Doug Sarti, communications and marketing manager for Curl BC, used an analogy to explain how difficult it has been to bring forth the B.C. Curling Championships.
“It’s kind of like doing a U-turn in an aircraft carrier,” Sarti said.
After much pivoting, the ship is finally coming to port.
The Scotties B.C. Women’s Curling Championship and B.C. Men’s Curling Championship will run concurrently from Tuesday (Jan. 4) to Sunday at the Kamloops Curling Club downtown.
No fans will be permitted in the building for the tournament, but they will be able to watch round-robin draws online at youtube.com/CurlBCTV and semifinal and final tilts on CHEK-TV and online at cbcsports.ca.
The event is being held without spectators due to COVID-19 restrictions, part of provincial health orders that appeared to nix the event for a second consecutive year when they were issued in mid-December.

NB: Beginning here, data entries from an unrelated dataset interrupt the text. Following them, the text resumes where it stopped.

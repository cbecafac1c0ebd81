//! Core data model: image/mesh sample storage and rigid rotations.

use glam::{DMat3, DVec2, DVec3};

/// A `(height, width)` pair of positive integers.
#[derive(Debug, Clone, Copy, PartialEq, Eq)]
#[cfg_attr(feature = "serde", derive(serde::Serialize, serde::Deserialize))]
pub struct Size {
    pub height: usize,
    pub width: usize,
}

impl Size {
    pub fn new(height: usize, width: usize) -> Self {
        Self { height, width }
    }

    #[inline]
    pub fn len(&self) -> usize {
        self.height * self.width
    }

    #[inline]
    pub fn is_empty(&self) -> bool {
        self.len() == 0
    }
}

/// A 2D point. Columns are `(x, y)`, matching the mesh-to-mesh resampler
/// contract's coordinate order.
pub type Point2 = DVec2;

/// A row-major grid of real-valued samples, `(y, x)` with `y in [0, H)`,
/// `x in [0, W)`. Pixel centers lie at integer coordinates; the continuous
/// coordinate of pixel `(y, x)` is `(y + 0.5, x + 0.5)`.
#[derive(Debug, Clone, PartialEq)]
pub struct Image {
    size: Size,
    data: Vec<f64>,
}

impl Image {
    /// Build an image from row-major data. Panics if `data.len() !=
    /// size.len()` -- this is a programmer error, not a runtime one, since
    /// callers construct `data` themselves.
    pub fn from_vec(size: Size, data: Vec<f64>) -> Self {
        assert_eq!(data.len(), size.len(), "Image data length must match size");
        Self { size, data }
    }

    /// Build a zero-filled image of the given size.
    pub fn zeros(size: Size) -> Self {
        Self {
            size,
            data: vec![0.0; size.len()],
        }
    }

    #[inline]
    pub fn size(&self) -> Size {
        self.size
    }

    #[inline]
    pub fn get(&self, y: usize, x: usize) -> f64 {
        self.data[y * self.size.width + x]
    }

    #[inline]
    pub fn set(&mut self, y: usize, x: usize, value: f64) {
        self.data[y * self.size.width + x] = value;
    }

    #[inline]
    pub fn as_slice(&self) -> &[f64] {
        &self.data
    }

    #[inline]
    pub fn as_mut_slice(&mut self) -> &mut [f64] {
        &mut self.data
    }

    pub fn into_vec(self) -> Vec<f64> {
        self.data
    }
}

/// A precomputed per-pixel unit-sphere direction buffer, row-major over the
/// same `(y, x)` layout as [`Image`]. This is the concrete realization of
/// the `S_src`/`S_tar` buffers in the viewport-adaptive resampling
/// algorithm.
#[derive(Debug, Clone)]
pub struct SphereField {
    size: Size,
    data: Vec<DVec3>,
}

impl SphereField {
    pub fn new(size: Size, data: Vec<DVec3>) -> Self {
        assert_eq!(data.len(), size.len());
        Self { size, data }
    }

    #[inline]
    pub fn size(&self) -> Size {
        self.size
    }

    #[inline]
    pub fn get(&self, y: usize, x: usize) -> DVec3 {
        self.data[y * self.size.width + x]
    }

    #[inline]
    pub fn as_slice(&self) -> &[DVec3] {
        &self.data
    }
}

/// Build the rotation matrix that carries the unit vector `v` to
/// `(-1, 0, 0)`, aligning a target block's center with the perspective
/// camera's optical axis.
///
/// `R = R_y(beta) * R_z(gamma)` with `gamma = pi - atan2(y, x)` and
/// `beta = -atan2(z', |x'|)` where `(x', y', z') = R_z(gamma) * v`.
pub fn rotation_to_optical_axis(v: DVec3) -> DMat3 {
    let gamma = std::f64::consts::PI - v.y.atan2(v.x);
    let (sg, cg) = gamma.sin_cos();
    // Row-major R_z(gamma), built via from_cols (column-major storage).
    let rz = DMat3::from_cols(
        DVec3::new(cg, sg, 0.0),
        DVec3::new(-sg, cg, 0.0),
        DVec3::new(0.0, 0.0, 1.0),
    );
    let v_prime = rz * v;
    let beta = -(v_prime.z.atan2(v_prime.x.abs()));
    let (sb, cb) = beta.sin_cos();
    let ry = DMat3::from_cols(
        DVec3::new(cb, 0.0, -sb),
        DVec3::new(0.0, 1.0, 0.0),
        DVec3::new(sb, 0.0, cb),
    );
    ry * rz
}

#[cfg(test)]
mod tests {
    use super::*;
    use approx::assert_relative_eq;

    #[test]
    fn image_get_set_roundtrip() {
        let mut img = Image::zeros(Size::new(2, 3));
        img.set(1, 2, 4.5);
        assert_eq!(img.get(1, 2), 4.5);
        assert_eq!(img.get(0, 0), 0.0);
    }

    #[test]
    fn rotation_sends_vector_to_negative_x_axis() {
        let v = DVec3::new(0.3, 0.2, 0.9).normalize();
        let r = rotation_to_optical_axis(v);
        let rotated = r * v;
        assert_relative_eq!(rotated.x, -1.0, epsilon = 1e-9);
        assert_relative_eq!(rotated.y, 0.0, epsilon = 1e-9);
        assert_relative_eq!(rotated.z, 0.0, epsilon = 1e-9);
    }

    #[test]
    fn rotation_is_orthogonal() {
        let v = DVec3::new(-0.5, 0.5, 0.1).normalize();
        let r = rotation_to_optical_axis(v);
        let rt = r.transpose();
        let identity = r * rt;
        for i in 0..3 {
            for j in 0..3 {
                let expected = if i == j { 1.0 } else { 0.0 };
                assert_relative_eq!(identity.col(i)[j], expected, epsilon = 1e-9);
            }
        }
    }
}
//! Equirectangular projection (ERP).

use super::{Projection, ProjectionSample};
use crate::coords;
use crate::geometry::Size;
use glam::DVec3;
use std::f64::consts::PI;

/// Equirectangular (latitude/longitude) projection over a full `(H, W)`
/// canvas.
#[derive(Debug, Clone, Copy, PartialEq)]
#[cfg_attr(feature = "serde", derive(serde::Serialize, serde::Deserialize))]
pub struct ErpProjection {
    size: Size,
}

impl ErpProjection {
    pub fn new(size: Size) -> Self {
        Self { size }
    }

    pub fn size(&self) -> Size {
        self.size
    }
}

impl Projection for ErpProjection {
    fn focal_length(&self) -> f64 {
        1.0 / (PI / self.size.height as f64).tan()
    }

    fn to_sphere(&self, y: f64, x: f64) -> DVec3 {
        let phi = -((x + 0.5) / self.size.width as f64) * 2.0 * PI;
        let theta = ((y + 0.5) / self.size.height as f64) * PI;
        let (x, y, z) = coords::sph_to_cart(1.0, theta, phi);
        DVec3::new(x, y, z)
    }

    fn from_sphere(&self, dir: DVec3) -> ProjectionSample {
        let (_, theta, mut phi) = coords::cart_to_sph(dir.x, dir.y, dir.z);
        if phi > 0.0 {
            phi -= 2.0 * PI;
        }
        let y = (theta / PI) * self.size.height as f64 - 0.5;
        let x = -(phi / (2.0 * PI)) * self.size.width as f64 - 0.5;
        ProjectionSample::new(y, x)
    }
}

All tournaments were to be cancelled because of rising incidence of cases of the Omicron variant of COVID-19, according to the orders.
On Dec. 29, organizers confirmed the tournaments can go ahead because provincial championships that lead to national championships are exempt from the orders, said Sarti.
The on-and-off-again status of the event has made planning tumultuous for organizers such as Linda Bolton and Brenda Nordin, who received a tip of the cap from Sarti.
“We just feel elated with happiness to now be able to sit back and watch our amazing volunteers and team work the jobs they’ve been preparing for for two years,” Nordin said, noting stringent protocols are being followed inside the club.
“It’s disappointing we don’t get to have fans in the stands, but we have amazing sponsors that stuck with us. We are just in awe of the sponsors. We’ve had lots of forks in the road.”
Restrictions were the follow-up haymaker in a one-two punch that included devastation on highways after a mid-November storm walloped southern B.C., making travel for playdowns impossible.
“We had people who were flying, who then cancelled their plane tickets,” Sarti said, noting this year’s provincial championships are open events. “People had to re-buy tickets. Then there’s the whole road problem. There’s COVID. We did lose a couple of teams through that process.”
Twelve men’s rinks and eight women’s teams will compete for the opportunity to represent B.C. at national championships.